Chairman Robert Menendez (D-N.J.) called initial efforts by Nigeria’s government to free the girls “indefensible” and “tragically slow,” during a hearing by the subcommittee on African Affairs.
He said U.S. efforts to aid the search “would be worthless” if the Nigerians were incapable of carrying out a rescue.
{mosads}The United States has a team of nearly 30 law enforcement and intelligence advisers in the American Embassy in Abuja lending a hand to the effort. The U.S. has also sent unmanned drones to fly over the country and offered satellite imagery to the central government to locate the girls.
“[If] we don’t know if they have the capacity to act on it, what good will that be?” Menendez asked.
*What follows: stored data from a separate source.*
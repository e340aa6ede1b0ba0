use serde::Serialize;

pub fn print_json<T: Serialize>(value: &T) -> anyhow::Result<()> {
    println!("{}", serde_json::to_string_pretty(value)?);
    Ok(())
}

/// Left-aligned columns separated by two spaces, with a dashed rule under
/// the header. The last column is not padded.
pub fn render_table(headers: &[&str], rows: &[Vec<String>]) -> String {
    let mut widths: Vec<usize> = headers.iter().map(|h| h.chars().count()).collect();
    for row in rows {
        for (width, cell) in widths.iter_mut().zip(row) {
            *width = (*width).max(cell.chars().count());
        }
    }

    let line = |cells: Vec<String>| -> String {
        let last = cells.len().saturating_sub(1);
        cells
            .iter()
            .enumerate()
            .map(|(i, cell)| {
                if i == last {
                    cell.clone()
                } else {
                    format!("{cell:<width$}", width = widths.get(i).copied().unwrap_or(0))
                }
            })
            .collect::<Vec<_>>()
            .join("  ")
    };

    let mut out = String::new();
    out.push_str(&line(headers.iter().map(|h| h.to_string()).collect()));
    out.push('\n');
    out.push_str(&line(widths.iter().map(|w| "-".repeat(*w)).collect()));
    out.push('\n');
    for row in rows {
        out.push_str(&line(row.clone()));
        out.push('\n');
    }
    out
}

pub fn print_table(headers: &[&str], rows: &[Vec<String>]) {
    print!("{}", render_table(headers, rows));
}

/// `key: value` lines with the keys aligned.
pub fn print_fields(fields: &[(&str, String)]) {
    let width = fields.iter().map(|(k, _)| k.len()).max().unwrap_or(0) + 1;
    for (key, value) in fields {
        println!("{:<width$} {value}", format!("{key}:"));
    }
}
“It is impossible to fathom we might have actionable intelligence and that we would not have the wherewithal to conduct a rescue,” he added.
Menendez’s call comes as lawmakers have begun to raise pressure on the White House to take a more active role in the search for the missing girls. Critics say the Nigerian government botched their efforts to locate and free the girls when they were first taken last month.
Sen. John McCain (R-Ariz.) on Wednesday said the U.S. should consider sending in troops, including special forces, to locate and free the girls, even without the consent of the Nigerian government.
But the White House has rebuffed those calls, insisting that Nigeria is taking the lead in the search and that the U.S. team is only serving in an advisory role.
At Thursday’s hearing, Alice Friend, the Defense Department’s principal director for African Affairs, declined to speculate on how capable local forces would be since the location of the girls remains unknown.
“Go back to the department and bring to the committee a better answer than that,” Menendez replied.
Friend offered to engage more with Nigerian leaders about their abilities, but Menendez insisted the U.S. conduct its own review.
“I want our own assessment,” he said. “We’re not going to wait and then find out we don’t have the capacity to do it.”